Fertility and Infertility News

Obie Editorial Team

It’s been just a few days since the story broke about nine women in Sweden undergoing womb transplants in the hope of bearing children someday. Most of the women were in their 30s at the time of transplant, all of them got donated wombs from living relatives, and all of them had their own eggs harvested and frozen pre-transplant with the hope of fertilization, implantation, and a healthy pregnancy and baby someday. These women were either born without a uterus or suffered irreparable damage as a result of cervical cancer.

Their story brings hope to the many women around the world born without a uterus and to those who lose them to injury or disease. It’s also bringing a great deal of hope to transgender women who dearly want to bear their own children some day.

Stephanie Mott is the executive director of the Kansas Statewide Transgender Education Project. She’s a transgender woman herself. She knows first hand how strongly some transgender women crave the act of bearing a child of their own and she wrote of this desire in an essay published on The Huffington Post.

Mott has thought long and hard on the joys and challenges of being a transgender woman.

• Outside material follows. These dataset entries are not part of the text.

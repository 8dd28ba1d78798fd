//! HardMediumSoftScore - Three-level score

use std::fmt;

use super::traits::Score;
use super::ScoreLevel;

/// A score with hard, medium and soft levels, compared in that order.
///
/// ```
/// use streamforge_core::HardMediumSoftScore;
///
/// let score1 = HardMediumSoftScore::of(0, -10, -100);
/// let score2 = HardMediumSoftScore::of(0, -5, -200);
/// assert!(score2 > score1);
/// ```
#[derive(Clone, Copy, PartialEq, Eq, Hash, Default)]
#[cfg_attr(feature = "serde", derive(serde::Serialize, serde::Deserialize))]
pub struct HardMediumSoftScore {
    hard: i64,
    medium: i64,
    soft: i64,
}

impl HardMediumSoftScore {
    pub const ZERO: HardMediumSoftScore = HardMediumSoftScore::of(0, 0, 0);
    pub const ONE_HARD: HardMediumSoftScore = HardMediumSoftScore::of(1, 0, 0);
    pub const ONE_MEDIUM: HardMediumSoftScore = HardMediumSoftScore::of(0, 1, 0);
    pub const ONE_SOFT: HardMediumSoftScore = HardMediumSoftScore::of(0, 0, 1);

    #[inline]
    pub const fn of(hard: i64, medium: i64, soft: i64) -> Self {
        HardMediumSoftScore { hard, medium, soft }
    }

    #[inline]
    pub const fn hard(&self) -> i64 {
        self.hard
    }

    #[inline]
    pub const fn medium(&self) -> i64 {
        self.medium
    }

    #[inline]
    pub const fn soft(&self) -> i64 {
        self.soft
    }
}

impl Score for HardMediumSoftScore {
    #[inline]
    fn is_feasible(&self) -> bool {
        self.hard >= 0
    }

    #[inline]
    fn zero() -> Self {
        HardMediumSoftScore::ZERO
    }

    fn levels_count(&self) -> usize {
        3
    }

    fn to_level_numbers(&self) -> Vec<i64> {
        vec![self.hard, self.medium, self.soft]
    }

    fn from_level_numbers(levels: &[i64]) -> Self {
        assert_eq!(
            levels.len(),
            3,
            "HardMediumSoftScore requires exactly 3 levels"
        );
        HardMediumSoftScore::of(levels[0], levels[1], levels[2])
    }

    impl_score_scale!(HardMediumSoftScore { hard, medium, soft } => of);

    fn level_label(&self, index: usize) -> ScoreLevel {
        match index {
            0 => ScoreLevel::Hard,
            1 => ScoreLevel::Medium,
            2 => ScoreLevel::Soft,
            _ => panic!("HardMediumSoftScore has 3 levels, got index {}", index),
        }
    }
}

impl_score_ops!(HardMediumSoftScore { hard, medium, soft } => of);
impl_score_parse!(HardMediumSoftScore { hard => "hard", medium => "medium", soft => "soft" } => of);

impl fmt::Debug for HardMediumSoftScore {
    fn fmt(&self, f: &mut fmt::Formatter<'_>) -> fmt::Result {
        write!(
            f,
            "HardMediumSoftScore({}, {}, {})",
            self.hard, self.medium, self.soft
        )
    }
}

impl fmt::Display for HardMediumSoftScore {
    fn fmt(&self, f: &mut fmt::Formatter<'_>) -> fmt::Result {
        write!(f, "{}hard/{}medium/{}soft", self.hard, self.medium, self.soft)
    }
}
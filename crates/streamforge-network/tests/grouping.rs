//! Group-by through the network: bucket contents, undo-based updates and
//! independence from insertion order.

use std::collections::BTreeMap;
use std::sync::atomic::{AtomicUsize, Ordering};
use std::sync::Arc;

use rand::seq::SliceRandom;
use rand::SeedableRng;
use rand_chacha::ChaCha8Rng;
use streamforge_config::NetworkConfig;
use streamforge_core::{HardSoftScore, Score, SimpleScore};
use streamforge_network::collector::{compose2, conditionally, count, max, sum, Collector};
use streamforge_network::fact::{Fact, FactType};
use streamforge_network::joiner::equal_bi;
use streamforge_network::{
    ConstraintFactory, FactHandle, Grouping, ScoreDirector, ScoreDirectorFactory,
};
use streamforge_test::{init_logging, Employee, RowEntity, Shift};

/// Counts like `count()`, and counts how often a result was finished.
struct CountingCount {
    finished: Arc<AtomicUsize>,
}

impl Collector for CountingCount {
    type State = usize;
    type Undo = ();
    type Result = usize;

    fn check_columns(&self, _columns: &[FactType]) -> Result<(), String> {
        Ok(())
    }

    fn init(&self) -> usize {
        0
    }

    fn accumulate(&self, state: &mut usize, _facts: &[Fact]) {
        *state += 1;
    }

    fn undo(&self, state: &mut usize, _undo: ()) {
        *state -= 1;
    }

    fn finish(&self, state: &usize) -> usize {
        self.finished.fetch_add(1, Ordering::SeqCst);
        *state
    }
}

// (row, count) of every live bucket, read back from the matches.
fn buckets(director: &ScoreDirector<SimpleScore>) -> BTreeMap<i64, usize> {
    director
        .constraint_match_totals()
        .values()
        .flat_map(|total| &total.matches)
        .map(|m| {
            let entities = &m.justification.entities;
            (
                *entities[0].as_entity::<i64>().unwrap(),
                *entities[1].as_entity::<usize>().unwrap(),
            )
        })
        .collect()
}

#[test]
fn test_retract_recomputes_only_the_touched_bucket() {
    init_logging();
    let finished = Arc::new(AtomicUsize::new(0));
    let factory = ConstraintFactory::new();
    let constraints = vec![factory
        .for_each::<RowEntity>()
        .group_by(
            |e: &RowEntity| e.row,
            CountingCount {
                finished: Arc::clone(&finished),
            },
        )
        .penalize(SimpleScore::of(1))
        .with_match_weight(|_row: &i64, n: &usize| (*n * *n) as i64)
        .as_constraint("Crowded row")];
    let mut director = ScoreDirectorFactory::new(constraints, &NetworkConfig::default())
        .unwrap()
        .build_director();

    director.insert_fact(RowEntity::new(1, 0));
    let e2 = director.insert_fact(RowEntity::new(2, 0));
    director.insert_fact(RowEntity::new(3, 1));
    assert_eq!(buckets(&director), BTreeMap::from([(0, 2), (1, 1)]));
    assert_eq!(director.calculate_score(), SimpleScore::of(-5));

    finished.store(0, Ordering::SeqCst);
    director.retract_fact(e2).unwrap();
    assert_eq!(buckets(&director), BTreeMap::from([(0, 1), (1, 1)]));
    assert_eq!(director.calculate_score(), SimpleScore::of(-2));
    assert_eq!(finished.load(Ordering::SeqCst), 1);
}

#[test]
fn test_moving_between_buckets() {
    let factory = ConstraintFactory::new();
    let constraints = vec![factory
        .for_each::<RowEntity>()
        .group_by(|e: &RowEntity| e.row, count())
        .penalize(SimpleScore::of(1))
        .with_match_weight(|_row: &i64, n: &usize| *n as i64 - 1)
        .as_constraint("Shared row")];
    let mut director = ScoreDirectorFactory::new(constraints, &NetworkConfig::default())
        .unwrap()
        .build_director();

    let handles: Vec<FactHandle> = (0..4)
        .map(|id| director.insert_fact(RowEntity::new(id, 0)))
        .collect();
    assert_eq!(buckets(&director), BTreeMap::from([(0, 4)]));
    assert_eq!(director.calculate_score(), SimpleScore::of(-3));

    director
        .update_fact(handles[0], "row", |e: &mut RowEntity| e.row = 2)
        .unwrap();
    director
        .update_fact(handles[1], "row", |e: &mut RowEntity| e.row = 2)
        .unwrap();
    assert_eq!(buckets(&director), BTreeMap::from([(0, 2), (2, 2)]));
    assert_eq!(director.calculate_score(), SimpleScore::of(-2));

    // Same bucket: the contribution is undone and re-added.
    director
        .update_fact(handles[0], "row", |e: &mut RowEntity| e.row = 2)
        .unwrap();
    assert_eq!(buckets(&director), BTreeMap::from([(0, 2), (2, 2)]));

    director
        .update_fact(handles[2], "row", |e: &mut RowEntity| e.row = 2)
        .unwrap();
    director
        .update_fact(handles[3], "row", |e: &mut RowEntity| e.row = 2)
        .unwrap();
    assert_eq!(buckets(&director), BTreeMap::from([(2, 4)]));
    assert_eq!(director.network_stats().groups, 1);
    director.verify_score().unwrap();
}

#[test]
fn test_two_keys_and_two_collectors() {
    let factory = ConstraintFactory::new();
    let constraints = vec![factory
        .for_each::<Shift>()
        .filter(|s: &Shift| s.employee.is_some())
        .group(
            Grouping::by(|s: &Shift| s.employee)
                .and_by(|s: &Shift| s.day)
                .collect(sum(|s: &Shift| s.hours()))
                .collect(max(|s: &Shift| s.end)),
        )
        .filter(|_: &Option<u32>, _: &u32, hours: &i64, _: &Option<i64>| *hours > 8)
        .penalize(HardSoftScore::of_soft(1))
        .with_match_weight(|_: &Option<u32>, _: &u32, hours: &i64, _: &Option<i64>| hours - 8)
        .as_constraint("Overtime")];
    let mut director = ScoreDirectorFactory::new(constraints, &NetworkConfig::default())
        .unwrap()
        .build_director();

    director.insert_fact(Shift::new(0, 1, 6, 12).assigned_to(7));
    let late = director.insert_fact(Shift::new(1, 1, 14, 20).assigned_to(7));
    director.insert_fact(Shift::new(2, 2, 6, 12).assigned_to(7));
    director.insert_fact(Shift::new(3, 1, 6, 18));
    assert_eq!(director.calculate_score(), HardSoftScore::of_soft(-4));

    let totals = director.constraint_match_totals();
    let overtime = &totals.values().next().unwrap().matches[0];
    let entities = &overtime.justification.entities;
    assert_eq!(entities[0].as_entity::<Option<u32>>(), Some(&Some(7)));
    assert_eq!(entities[1].as_entity::<u32>(), Some(&1));
    assert_eq!(entities[3].as_entity::<Option<i64>>(), Some(&Some(20)));

    director
        .update_fact(late, "day", |s: &mut Shift| s.day = 3)
        .unwrap();
    assert_eq!(director.calculate_score(), HardSoftScore::zero());
    director.verify_score().unwrap();
}

fn employee_hours(order: &[Shift]) -> (HardSoftScore, BTreeMap<u32, i64>) {
    let factory = ConstraintFactory::new();
    let constraints = vec![factory
        .for_each::<Shift>()
        .filter(|s: &Shift| s.employee.is_some())
        .join(
            factory.for_each::<Employee>(),
            equal_bi(|s: &Shift| s.employee, |e: &Employee| Some(e.id)),
        )
        .group_by(|_: &Shift, e: &Employee| e.id, sum(|s: &Shift, _: &Employee| s.hours()))
        .penalize(HardSoftScore::of_soft(1))
        .with_match_weight(|_: &u32, hours: &i64| hours * hours)
        .as_constraint("Fair hours")];
    let mut director = ScoreDirectorFactory::new(constraints, &NetworkConfig::default())
        .unwrap()
        .build_director();
    for id in 0..3 {
        director.insert_fact(Employee::new(id, "worker"));
    }
    for shift in order {
        director.insert_fact(shift.clone());
    }
    let hours = director
        .constraint_match_totals()
        .values()
        .flat_map(|total| &total.matches)
        .map(|m| {
            let entities = &m.justification.entities;
            (
                *entities[0].as_entity::<u32>().unwrap(),
                *entities[1].as_entity::<i64>().unwrap(),
            )
        })
        .collect();
    (director.calculate_score(), hours)
}

#[test]
fn test_insertion_order_does_not_matter() {
    let shifts: Vec<Shift> = (0..24)
        .map(|id| {
            let shift = Shift::new(id, id % 5, 8, 12 + (id % 3) as i64);
            if id % 4 == 0 {
                shift
            } else {
                shift.assigned_to(id % 3)
            }
        })
        .collect();
    let (expected_score, expected_hours) = employee_hours(&shifts);
    assert_eq!(expected_hours.len(), 3);

    let mut rng = ChaCha8Rng::seed_from_u64(42);
    for _ in 0..8 {
        let mut shuffled = shifts.clone();
        shuffled.shuffle(&mut rng);
        let (score, hours) = employee_hours(&shuffled);
        assert_eq!(score, expected_score);
        assert_eq!(hours, expected_hours);
    }
}

#[test]
fn test_group_all_disappears_when_empty() {
    let factory = ConstraintFactory::new();
    let constraints = vec![factory
        .for_each::<RowEntity>()
        .group_by_all(count())
        .reward(SimpleScore::of(1))
        .as_constraint("Population")];
    let mut director = ScoreDirectorFactory::new(constraints, &NetworkConfig::default())
        .unwrap()
        .build_director();
    assert_eq!(director.calculate_score(), SimpleScore::zero());

    let a = director.insert_fact(RowEntity::new(0, 0));
    let b = director.insert_fact(RowEntity::new(1, 3));
    assert_eq!(director.calculate_score(), SimpleScore::of(1));
    let totals = director.constraint_match_totals();
    let only = &totals.values().next().unwrap().matches[0];
    assert_eq!(only.justification.entities[0].as_entity::<usize>(), Some(&2));

    director.retract_fact(a).unwrap();
    director.retract_fact(b).unwrap();
    assert_eq!(director.calculate_score(), SimpleScore::zero());
    assert!(director.network_stats().is_empty());
}

#[test]
fn test_group_output_reaches_a_join() {
    // Employees working more days than allowed, joined back to the employee.
    let factory = ConstraintFactory::new();
    let constraints = vec![factory
        .for_each::<Shift>()
        .filter(|s: &Shift| s.employee.is_some())
        .group_by(|s: &Shift| s.employee, count())
        .filter(|_: &Option<u32>, n: &usize| *n > 2)
        .join(
            factory.for_each::<Employee>(),
            equal_bi(|e: &Option<u32>, _: &usize| *e, |e: &Employee| Some(e.id)),
        )
        .penalize(SimpleScore::of(1))
        .as_constraint("Too many shifts")];
    let mut director = ScoreDirectorFactory::new(constraints, &NetworkConfig::default())
        .unwrap()
        .build_director();
    let ann = director.insert_fact(Employee::new(1, "Ann"));
    let shifts: Vec<FactHandle> = (0..3)
        .map(|day| director.insert_fact(Shift::new(day, day, 8, 16).assigned_to(1)))
        .collect();
    assert_eq!(director.calculate_score(), SimpleScore::of(-1));

    director.retract_fact(ann).unwrap();
    assert_eq!(director.calculate_score(), SimpleScore::zero());
    director.insert_fact(Employee::new(1, "Ann"));
    assert_eq!(director.calculate_score(), SimpleScore::of(-1));

    director
        .update_fact(shifts[0], "employee", |s: &mut Shift| s.employee = None)
        .unwrap();
    assert_eq!(director.calculate_score(), SimpleScore::zero());
    director.verify_score().unwrap();
}

#[test]
fn test_composed_collectors_share_one_group() {
    // Hours per day minus four per staffed shift.
    let factory = ConstraintFactory::new();
    let constraints = vec![factory
        .for_each::<Shift>()
        .group_by(
            |s: &Shift| s.day,
            compose2(
                sum(|s: &Shift| s.hours()),
                conditionally(|s: &Shift| s.employee.is_some(), count()),
                |hours: &i64, staffed: &usize| hours - 4 * *staffed as i64,
            ),
        )
        .penalize(HardSoftScore::of_soft(1))
        .with_match_weight(|_: &u32, uncovered: &i64| *uncovered)
        .as_constraint("Uncovered hours")];
    let mut director = ScoreDirectorFactory::new(constraints, &NetworkConfig::default())
        .unwrap()
        .build_director();

    let open = director.insert_fact(Shift::new(0, 1, 8, 16));
    director.insert_fact(Shift::new(1, 1, 8, 12).assigned_to(3));
    director.insert_fact(Shift::new(2, 2, 8, 14).assigned_to(3));
    // Day 1: 12 hours, 1 staffed. Day 2: 6 hours, 1 staffed.
    assert_eq!(director.calculate_score(), HardSoftScore::of_soft(-10));
    assert_eq!(director.network_stats().groups, 2);

    director
        .update_fact(open, "employee", |s: &mut Shift| s.employee = Some(4))
        .unwrap();
    assert_eq!(director.calculate_score(), HardSoftScore::of_soft(-6));
    director
        .update_fact(open, "day", |s: &mut Shift| s.day = 2)
        .unwrap();
    // Day 1: 4 hours, 1 staffed. Day 2: 14 hours, 2 staffed.
    assert_eq!(director.calculate_score(), HardSoftScore::of_soft(-6));
    director.verify_score().unwrap();
}
use std::sync::Arc;

use streamforge_core::Score;

use super::Event;
use crate::accumulator::ScoreAccumulator;
use crate::analysis::{ConstraintJustification, EntityRef};
use crate::fact::Fact;
use crate::function::Function;
use crate::tuple::{StoreValue, TupleArena, TupleId};

#[derive(Debug)]
pub(crate) struct ScorerDef<Sc: Score> {
    /// Index of the constraint in the network.
    pub constraint: usize,
    /// Impact of a match of weight 1: the constraint weight, negated for
    /// penalties.
    pub unit_impact: Sc,
    pub match_weigher: Option<Function<i64>>,
    pub justification: Option<Function<ConstraintJustification>>,
    pub slot: usize,
}

impl<Sc: Score> ScorerDef<Sc> {
    fn impact(&self, facts: &[Fact]) -> Sc {
        match &self.match_weigher {
            Some(weigher) => self.unit_impact.scale(weigher.call(facts)),
            None => self.unit_impact.clone(),
        }
    }

    fn justify(&self, facts: &[Fact]) -> ConstraintJustification {
        match &self.justification {
            Some(justify) => justify.call(facts),
            None => ConstraintJustification::new(facts.iter().map(EntityRef::from_fact).collect()),
        }
    }
}

/// Terminal node of a constraint: turns each tuple into a match.
#[derive(Debug)]
pub(crate) struct ScorerNode<Sc: Score> {
    def: Arc<ScorerDef<Sc>>,
}

impl<Sc: Score> ScorerNode<Sc> {
    pub fn new(def: Arc<ScorerDef<Sc>>) -> Self {
        Self { def }
    }

    pub fn receive(
        &mut self,
        arena: &mut TupleArena,
        scores: &mut ScoreAccumulator<Sc>,
        tuple: TupleId,
        event: Event,
    ) {
        let slot = self.def.slot;
        if matches!(event, Event::Update | Event::Retract) {
            match arena.take_slot(tuple, slot) {
                StoreValue::Scored(id) => scores.remove(id),
                other => panic!("Impossible state: scorer slot holds {:?}", other),
            }
        }
        if matches!(event, Event::Insert | Event::Update) {
            let facts = arena.facts(tuple);
            let impact = self.def.impact(facts);
            let justification = scores
                .matches_enabled()
                .then(|| self.def.justify(facts));
            let id = scores.add(self.def.constraint, impact, justification);
            arena.set_slot(tuple, slot, StoreValue::Scored(id));
        }
    }
}
//! BendableScore - Runtime-configurable multi-level score

use std::cmp::Ordering;
use std::fmt;
use std::hash::{Hash, Hasher};
use std::ops::{Add, Neg, Sub};

use super::traits::{ParseableScore, Score, ScoreParseError};
use super::ScoreLevel;

/// A score with a runtime number of hard and soft levels.
///
/// `Score::zero()` has no levels at all and acts as the zero of every shape:
/// it compares, adds and hashes as if padded with zeros. Any other pair of
/// scores must have identical shapes.
///
/// # Examples
///
/// ```
/// use streamforge_core::{BendableScore, Score};
///
/// let score = BendableScore::of(vec![-1, -2], vec![-10, -20, -30]);
/// assert_eq!(score.hard_levels_count(), 2);
/// assert_eq!(score.soft_levels_count(), 3);
/// assert!(!score.is_feasible());
/// assert_eq!(score.clone() + BendableScore::zero(), score);
/// ```
#[derive(Clone, Default)]
#[cfg_attr(feature = "serde", derive(serde::Serialize, serde::Deserialize))]
pub struct BendableScore {
    hard_scores: Vec<i64>,
    soft_scores: Vec<i64>,
}

impl BendableScore {
    pub fn of(hard_scores: Vec<i64>, soft_scores: Vec<i64>) -> Self {
        BendableScore {
            hard_scores,
            soft_scores,
        }
    }

    /// Creates a zero score with an explicit shape.
    pub fn zero_with_levels(hard_levels: usize, soft_levels: usize) -> Self {
        BendableScore {
            hard_scores: vec![0; hard_levels],
            soft_scores: vec![0; soft_levels],
        }
    }

    pub fn hard_levels_count(&self) -> usize {
        self.hard_scores.len()
    }

    pub fn soft_levels_count(&self) -> usize {
        self.soft_scores.len()
    }

    /// # Panics
    /// Panics if `level` is out of range.
    pub fn hard_score(&self, level: usize) -> i64 {
        self.hard_scores[level]
    }

    /// # Panics
    /// Panics if `level` is out of range.
    pub fn soft_score(&self, level: usize) -> i64 {
        self.soft_scores[level]
    }

    pub fn hard_scores(&self) -> &[i64] {
        &self.hard_scores
    }

    pub fn soft_scores(&self) -> &[i64] {
        &self.soft_scores
    }

    fn is_shapeless(&self) -> bool {
        self.hard_scores.is_empty() && self.soft_scores.is_empty()
    }

    // Combines two scores level by level, padding a shapeless operand.
    fn zip_with(&self, other: &Self, op: impl Fn(i64, i64) -> i64) -> Self {
        let (hard, soft) = self.shape_with(other);
        let level = |levels: &[i64], i: usize| levels.get(i).copied().unwrap_or(0);
        BendableScore {
            hard_scores: (0..hard)
                .map(|i| op(level(&self.hard_scores, i), level(&other.hard_scores, i)))
                .collect(),
            soft_scores: (0..soft)
                .map(|i| op(level(&self.soft_scores, i), level(&other.soft_scores, i)))
                .collect(),
        }
    }

    fn shape_with(&self, other: &Self) -> (usize, usize) {
        if self.is_shapeless() {
            return (other.hard_levels_count(), other.soft_levels_count());
        }
        if !other.is_shapeless() {
            assert!(
                self.hard_levels_count() == other.hard_levels_count()
                    && self.soft_levels_count() == other.soft_levels_count(),
                "Incompatible BendableScore shapes: {}/{} vs {}/{}",
                self.hard_levels_count(),
                self.soft_levels_count(),
                other.hard_levels_count(),
                other.soft_levels_count()
            );
        }
        (self.hard_levels_count(), self.soft_levels_count())
    }

    fn map_levels(&self, op: impl Fn(i64) -> i64) -> Self {
        BendableScore {
            hard_scores: self.hard_scores.iter().map(|&s| op(s)).collect(),
            soft_scores: self.soft_scores.iter().map(|&s| op(s)).collect(),
        }
    }
}

impl Score for BendableScore {
    fn is_feasible(&self) -> bool {
        self.hard_scores.iter().all(|&s| s >= 0)
    }

    fn zero() -> Self {
        BendableScore::default()
    }

    fn levels_count(&self) -> usize {
        self.hard_scores.len() + self.soft_scores.len()
    }

    fn to_level_numbers(&self) -> Vec<i64> {
        let mut levels = self.hard_scores.clone();
        levels.extend(self.soft_scores.iter());
        levels
    }

    /// Splits the levels evenly, the extra level (if any) going to soft.
    fn from_level_numbers(levels: &[i64]) -> Self {
        let mid = levels.len() / 2;
        BendableScore::of(levels[..mid].to_vec(), levels[mid..].to_vec())
    }

    fn checked_scale(&self, factor: i64) -> Option<Self> {
        let scale = |levels: &[i64]| -> Option<Vec<i64>> {
            levels.iter().map(|&s| s.checked_mul(factor)).collect()
        };
        Some(BendableScore {
            hard_scores: scale(&self.hard_scores)?,
            soft_scores: scale(&self.soft_scores)?,
        })
    }

    fn multiply(&self, multiplicand: f64) -> Self {
        self.map_levels(|s| (s as f64 * multiplicand).round() as i64)
    }

    fn divide(&self, divisor: f64) -> Self {
        self.map_levels(|s| (s as f64 / divisor).round() as i64)
    }

    fn abs(&self) -> Self {
        self.map_levels(i64::abs)
    }

    fn level_label(&self, index: usize) -> ScoreLevel {
        if index < self.hard_scores.len() {
            ScoreLevel::Hard
        } else if index < self.levels_count() {
            ScoreLevel::Soft
        } else {
            panic!(
                "BendableScore has {} levels, got index {}",
                self.levels_count(),
                index
            )
        }
    }
}

impl PartialEq for BendableScore {
    fn eq(&self, other: &Self) -> bool {
        self.cmp(other) == Ordering::Equal
    }
}

impl Eq for BendableScore {}

// Zero levels are skipped so that a shapeless zero hashes like a shaped one.
impl Hash for BendableScore {
    fn hash<H: Hasher>(&self, state: &mut H) {
        for (class, levels) in [(0u8, &self.hard_scores), (1u8, &self.soft_scores)] {
            for (index, &value) in levels.iter().enumerate() {
                if value != 0 {
                    (class, index, value).hash(state);
                }
            }
        }
    }
}

impl Ord for BendableScore {
    fn cmp(&self, other: &Self) -> Ordering {
        let difference = self.zip_with(other, |a, b| a.cmp(&b) as i64);
        difference
            .hard_scores
            .iter()
            .chain(difference.soft_scores.iter())
            .find(|&&c| c != 0)
            .map_or(Ordering::Equal, |&c| c.cmp(&0))
    }
}

impl PartialOrd for BendableScore {
    fn partial_cmp(&self, other: &Self) -> Option<Ordering> {
        Some(self.cmp(other))
    }
}

impl Add for BendableScore {
    type Output = Self;

    fn add(self, other: Self) -> Self {
        self.zip_with(&other, |a, b| a + b)
    }
}

impl Sub for BendableScore {
    type Output = Self;

    fn sub(self, other: Self) -> Self {
        self.zip_with(&other, |a, b| a - b)
    }
}

impl Neg for BendableScore {
    type Output = Self;

    fn neg(self) -> Self {
        self.map_levels(|s| -s)
    }
}

impl fmt::Debug for BendableScore {
    fn fmt(&self, f: &mut fmt::Formatter<'_>) -> fmt::Result {
        write!(
            f,
            "BendableScore(hard: {:?}, soft: {:?})",
            self.hard_scores, self.soft_scores
        )
    }
}

impl fmt::Display for BendableScore {
    fn fmt(&self, f: &mut fmt::Formatter<'_>) -> fmt::Result {
        let join = |levels: &[i64]| {
            levels
                .iter()
                .map(|s| s.to_string())
                .collect::<Vec<_>>()
                .join("/")
        };
        write!(
            f,
            "[{}]hard/[{}]soft",
            join(&self.hard_scores),
            join(&self.soft_scores)
        )
    }
}

impl ParseableScore for BendableScore {
    fn parse(s: &str) -> Result<Self, ScoreParseError> {
        let s = s.trim();
        let (hard_part, soft_part) = s.split_once("hard/").ok_or_else(|| ScoreParseError {
            message: format!(
                "Invalid BendableScore format '{}': expected '[...]hard/[...]soft'",
                s
            ),
        })?;

        let hard_part = hard_part
            .trim()
            .strip_prefix('[')
            .and_then(|p| p.strip_suffix(']'))
            .ok_or_else(|| ScoreParseError {
                message: format!("Hard part '{}' must be wrapped in brackets", hard_part),
            })?;
        let soft_part = soft_part
            .trim()
            .strip_suffix("soft")
            .and_then(|p| p.strip_prefix('['))
            .and_then(|p| p.strip_suffix(']'))
            .ok_or_else(|| ScoreParseError {
                message: format!(
                    "Soft part '{}' must be wrapped in brackets and end with 'soft'",
                    soft_part
                ),
            })?;

        Ok(BendableScore::of(
            parse_levels(hard_part, "hard")?,
            parse_levels(soft_part, "soft")?,
        ))
    }

    fn to_string_repr(&self) -> String {
        self.to_string()
    }
}

fn parse_levels(part: &str, label: &str) -> Result<Vec<i64>, ScoreParseError> {
    part.split('/')
        .filter(|p| !p.trim().is_empty())
        .map(|p| {
            p.trim().parse::<i64>().map_err(|e| ScoreParseError {
                message: format!("Invalid {} score '{}': {}", label, p, e),
            })
        })
        .collect()
}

Her thoughts have gone from curse to blessing, from simple to complicated and back to simple again. She counsels other transgender women on embracing their life the way God gave it to them and in overcoming the myths and stigmas associated with the intimate circumstances of their lives. She feels medical miracles are coming soon, miracles that will further blur the lines between women who were born with a woman’s body and those who were not.

At 56 years of age, Mott knows she will never be the recipient of a womb transplant nor will she ever personally experience the joys of childbirth. She is expecting, however, that she’ll see it happen during her lifetime and she anticipates the news will bring her the joy of the three-year-old girl-child spinning and twirling down the aisle while shopping for beautiful dresses with her mother. To Mott, the only two regrets she feels for being born a woman but not in a female body is the joy of being that little girl and the joy of giving birth to her own baby.

There have been no babies born yet to the nine women in Sweden. The first phase of embryo implantations will begin in the next few months. As women around the world wait to see if a pregnancy results, transgender women around the world will be eagerly awaiting the joy-filled news, too. And they’ll all share the same hope.